##### RECORDS SUPPLIED

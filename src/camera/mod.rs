//! Camera system for first-person 3D viewing.
//!
//! Provides a fly camera with key-driven movement, mouse look, scroll
//! zoom, and the per-frame controller that applies drained input.

/// Per-frame driver applying input to the camera.
pub mod controller;
/// Core camera struct and GPU uniform types.
pub mod core;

##########

▸ **WORK TASK**
Each record above should be returned exactly as it appears.

▸ **SOLUTION FOR THIS EXERCISE**
filename src/camera/mod.rs
//! Camera system for first-person 3D viewing.
//!
//! Provides a fly camera with key-driven movement, mouse look, scroll
//! zoom, and the per-frame controller that applies drained input.

/// Per-frame driver applying input to the camera.
pub mod controller;
/// Core camera struct and GPU uniform types.
pub mod core;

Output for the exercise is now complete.